## SUPPLIED DATA

==============================

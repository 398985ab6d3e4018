use async_trait::async_trait;
use sqlx::sqlite::SqlitePool;

use crate::application::data_loader::finalize;
use crate::domain::candle::Candle;
use crate::domain::errors::{EngineError, EngineResult};
use crate::domain::ports::CandleSource;
use crate::domain::timeframe::Timeframe;

/// `CandleSource` backed by a `(symbol, timeframe, ts)`-keyed table
/// (§4.7 "Database"). Shares the result sink's connection pool type but
/// is a distinct collaborator: a replay's data source and its output
/// sink are never assumed to be the same database.
pub struct DatabaseCandleSource {
    pool: SqlitePool,
    timeframe: Timeframe,
}

impl DatabaseCandleSource {
    pub fn new(pool: SqlitePool, timeframe: Timeframe) -> Self {
        Self { pool, timeframe }
    }
}

#[async_trait]
impl CandleSource for DatabaseCandleSource {
    async fn load(&self, symbol: &str, from_ms: i64, to_ms: i64) -> EngineResult<Vec<Candle>> {
        let rows: Vec<(i64, String, String, String, String, String)> = sqlx::query_as(
            "SELECT timestamp, open, high, low, close, volume FROM candles \
             WHERE symbol = ? AND timeframe = ? AND timestamp >= ? AND timestamp <= ? \
             ORDER BY timestamp ASC",
        )
        .bind(symbol)
        .bind(self.timeframe.to_string())
        .bind(from_ms)
        .bind(to_ms)
        .fetch_all(&self.pool)
        .await
        .map_err(|e| EngineError::DataUnavailable {
            symbol: symbol.to_string(),
            from: from_ms,
            to: to_ms,
            reason: format!("query failed: {e}"),
        })?;

        if rows.is_empty() {
            return Err(EngineError::DataUnavailable {
                symbol: symbol.to_string(),
                from: from_ms,
                to: to_ms,
                reason: "no rows returned for symbol/timeframe/range".to_string(),
            });
        }

        let candles = rows
            .into_iter()
            .filter_map(|(ts, open, high, low, close, volume)| {
                Some(Candle {
                    symbol: symbol.to_string(),
                    timestamp_ms: ts,
                    open: open.parse().ok()?,
                    high: high.parse().ok()?,
                    low: low.parse().ok()?,
                    close: close.parse().ok()?,
                    volume: volume.parse().ok()?,
                    timeframe: self.timeframe,
                })
            })
            .collect();

        finalize(candles)
    }
}
use std::collections::HashMap;

use rust_decimal::Decimal;

use crate::domain::signal::TradeIntent;

#[derive(Debug, Clone, Copy, PartialEq, Eq)]
pub enum GuardrailMode {
    Normal,
    Reduced,
    Blocked,
}

#[derive(Debug, Clone)]
pub struct ExecutionFilterConfig {
    pub session_start_minute: u32,
    pub session_end_minute: u32,
    pub max_spread_pips: Decimal,
    pub min_minutes_between_trades: i64,
    pub max_daily_trades: u32,
    pub max_concurrent_per_symbol: u32,
    pub max_concurrent_per_direction: Option<u32>,
    pub max_concurrent_global: u32,
    pub max_daily_risk_dollars_per_symbol: Decimal,
    pub max_daily_risk_dollars_global: Decimal,
    pub confluence_threshold: u8,
}

/// Per-(symbol, strategy) counters threaded through the replay loop as an
/// explicit snapshot rather than ambient mutable state (§9 "Replacing
/// shared mutable state in the optimizer"). Updated only at bar
/// boundaries by the caller.
#[derive(Debug, Clone, Default)]
pub struct TradeContext {
    pub last_trade_ts: HashMap<(String, String), i64>,
    pub daily_trade_count: HashMap<(String, String, String), u32>,
    pub open_positions_per_symbol: HashMap<String, u32>,
    pub open_positions_per_symbol_direction: HashMap<(String, String), u32>,
    pub open_positions_global: u32,
    pub daily_risk_dollars_per_symbol: HashMap<(String, String), Decimal>,
    pub daily_risk_dollars_global: Decimal,
}

pub struct GateInput<'a> {
    pub intent: &'a TradeIntent,
    pub strategy: &'a str,
    pub date_ymd: &'a str,
    pub timestamp_ms: i64,
    pub spread_pips: Decimal,
    pub session_minute_of_day: u32,
    pub news_blocked: bool,
    pub guardrail_mode: GuardrailMode,
    pub candidate_risk_dollars: Decimal,
}

#[derive(Debug, Clone)]
pub struct GateDecision {
    pub risk_percent_multiplier: Decimal,
}

/// Stateless per-evaluation gate: reads a snapshot of shared counters and
/// the bar's own facts, returns pass/fail with reasons (§4.4).
pub struct ExecutionFilter {
    config: ExecutionFilterConfig,
}

impl ExecutionFilter {
    pub fn new(config: ExecutionFilterConfig) -> Self {
        Self { config }
    }

    pub fn evaluate(&self, input: &GateInput, ctx: &TradeContext) -> Result<GateDecision, Vec<String>> {
        let mut failures = Vec::new();

        if input.guardrail_mode == GuardrailMode::Blocked {
            failures.push("global guardrail mode is blocked".to_string());
        }

        if input.session_minute_of_day < self.config.session_start_minute
            || input.session_minute_of_day > self.config.session_end_minute
        {
            failures.push("outside configured session window".to_string());
        }

        if input.spread_pips > self.config.max_spread_pips {
            failures.push(format!(
                "spread {} exceeds max {}",
                input.spread_pips, self.config.max_spread_pips
            ));
        }

        let key = (input.intent.symbol.clone(), input.strategy.to_string());
        if let Some(&last_ts) = ctx.last_trade_ts.get(&key) {
            let elapsed_minutes = (input.timestamp_ms - last_ts) / 60_000;
            if elapsed_minutes < self.config.min_minutes_between_trades {
                failures.push("minimum minutes since last trade not elapsed".to_string());
            }
        }

        let day_key = (
            input.intent.symbol.clone(),
            input.strategy.to_string(),
            input.date_ymd.to_string(),
        );
        let daily_count = ctx.daily_trade_count.get(&day_key).copied().unwrap_or(0);
        if daily_count >= self.config.max_daily_trades {
            failures.push("daily trade count exceeded".to_string());
        }

        let open_for_symbol = ctx
            .open_positions_per_symbol
            .get(&input.intent.symbol)
            .copied()
            .unwrap_or(0);
        if open_for_symbol >= self.config.max_concurrent_per_symbol {
            failures.push("concurrent positions for symbol exceeded".to_string());
        }

        if let Some(cap) = self.config.max_concurrent_per_direction {
            let dir_key = (
                input.intent.symbol.clone(),
                format!("{:?}", input.intent.direction),
            );
            let open_for_direction = ctx
                .open_positions_per_symbol_direction
                .get(&dir_key)
                .copied()
                .unwrap_or(0);
            if open_for_direction >= cap {
                failures.push("concurrent positions for direction exceeded".to_string());
            }
        }

        if ctx.open_positions_global >= self.config.max_concurrent_global {
            failures.push("global concurrent trade cap exceeded".to_string());
        }

        let symbol_key = (input.intent.symbol.clone(), input.date_ymd.to_string());
        let symbol_risk = ctx
            .daily_risk_dollars_per_symbol
            .get(&symbol_key)
            .copied()
            .unwrap_or(Decimal::ZERO)
            + input.candidate_risk_dollars;
        if symbol_risk > self.config.max_daily_risk_dollars_per_symbol {
            failures.push("per-symbol daily risk dollars exceeded".to_string());
        }
        if ctx.daily_risk_dollars_global + input.candidate_risk_dollars
            > self.config.max_daily_risk_dollars_global
        {
            failures.push("global daily risk dollars exceeded".to_string());
        }

        if input.news_blocked {
            failures.push("inside news avoid-window".to_string());
        }

        if input.intent.confluence_score < self.config.confluence_threshold {
            failures.push("confluence score below threshold".to_string());
        }

        if !failures.is_empty() {
            return Err(failures);
        }

        let multiplier = match input.guardrail_mode {
            GuardrailMode::Reduced => Decimal::new(5, 1), // 0.5
            _ => Decimal::ONE,
        };

        Ok(GateDecision {
            risk_percent_multiplier: multiplier,
        })
    }
}

#[cfg(test)]
mod tests {
    use super::*;
    use rust_decimal_macros::dec;

    fn base_config() -> ExecutionFilterConfig {
        ExecutionFilterConfig {
            session_start_minute: 0,
            session_end_minute: 1440,
            max_spread_pips: dec!(3),
            min_minutes_between_trades: 5,
            max_daily_trades: 10,
            max_concurrent_per_symbol: 2,
            max_concurrent_per_direction: None,
            max_concurrent_global: 5,
            max_daily_risk_dollars_per_symbol: dec!(1000),
            max_daily_risk_dollars_global: dec!(5000),
            confluence_threshold: 50,
        }
    }

    fn intent(score: u8) -> TradeIntent {
        TradeIntent {
            symbol: "EURUSD".to_string(),
            direction: crate::domain::swing::Direction::Bullish,
            entry: dec!(1.1),
            stop_loss: dec!(1.09),
            take_profit: dec!(1.12),
            htf_trend: crate::domain::swing::TrendBias::Bullish,
            confluence_score: score,
            reasons: vec![],
        }
    }

    #[test]
    fn blocked_guardrail_rejects_outright() {
        let filter = ExecutionFilter::new(base_config());
        let ctx = TradeContext::default();
        let i = intent(80);
        let input = GateInput {
            intent: &i,
            strategy: "smc",
            date_ymd: "2024-01-01",
            timestamp_ms: 0,
            spread_pips: dec!(1),
            session_minute_of_day: 600,
            news_blocked: false,
            guardrail_mode: GuardrailMode::Blocked,
            candidate_risk_dollars: dec!(10),
        };
        assert!(filter.evaluate(&input, &ctx).is_err());
    }

    #[test]
    fn reduced_guardrail_halves_risk_percent() {
        let filter = ExecutionFilter::new(base_config());
        let ctx = TradeContext::default();
        let i = intent(80);
        let input = GateInput {
            intent: &i,
            strategy: "smc",
            date_ymd: "2024-01-01",
            timestamp_ms: 0,
            spread_pips: dec!(1),
            session_minute_of_day: 600,
            news_blocked: false,
            guardrail_mode: GuardrailMode::Reduced,
            candidate_risk_dollars: dec!(10),
        };
        let decision = filter.evaluate(&input, &ctx).unwrap();
        assert_eq!(decision.risk_percent_multiplier, dec!(0.5));
    }

    #[test]
    fn low_confluence_is_rejected() {
        let filter = ExecutionFilter::new(base_config());
        let ctx = TradeContext::default();
        let i = intent(10);
        let input = GateInput {
            intent: &i,
            strategy: "smc",
            date_ymd: "2024-01-01",
            timestamp_ms: 0,
            spread_pips: dec!(1),
            session_minute_of_day: 600,
            news_blocked: false,
            guardrail_mode: GuardrailMode::Normal,
            candidate_risk_dollars: dec!(10),
        };
        assert!(filter.evaluate(&input, &ctx).is_err());
    }
}
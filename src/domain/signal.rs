use rust_decimal::Decimal;
use serde::{Deserialize, Serialize};

use crate::domain::swing::Direction;
use crate::domain::swing::TrendBias;

/// Produced by the signal synthesizer (C3), consumed by the risk gate and
/// fill simulator (C4/C5); discarded if rejected (§3 "Trade intent").
#[derive(Debug, Clone, Serialize, Deserialize)]
pub struct TradeIntent {
    pub symbol: String,
    pub direction: Direction,
    pub entry: Decimal,
    pub stop_loss: Decimal,
    pub take_profit: Decimal,
    pub htf_trend: TrendBias,
    pub confluence_score: u8,
    pub reasons: Vec<String>,
}

impl TradeIntent {
    pub fn risk_per_unit(&self) -> Decimal {
        (self.entry - self.stop_loss).abs()
    }

    pub fn reward_to_risk(&self) -> Option<Decimal> {
        let risk = self.risk_per_unit();
        if risk.is_zero() {
            return None;
        }
        Some((self.take_profit - self.entry).abs() / risk)
    }
}

/// Outcome of a pipeline stage: filter/guardrail rejections are values, not
/// exceptions (§9 "Replacing async exception control flow").
#[derive(Debug, Clone)]
pub enum Outcome<T> {
    Ok(T),
    Skip(Vec<String>),
    Fail(String),
}

impl<T> Outcome<T> {
    pub fn is_ok(&self) -> bool {
        matches!(self, Outcome::Ok(_))
    }
}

==============================

## THE TASK
Identify each line of the material where the word "window" shows up, and copy it.

## SOLUTION TO THE PROBLEM
            failures.push("outside configured session window".to_string());
            failures.push("inside news avoid-window".to_string());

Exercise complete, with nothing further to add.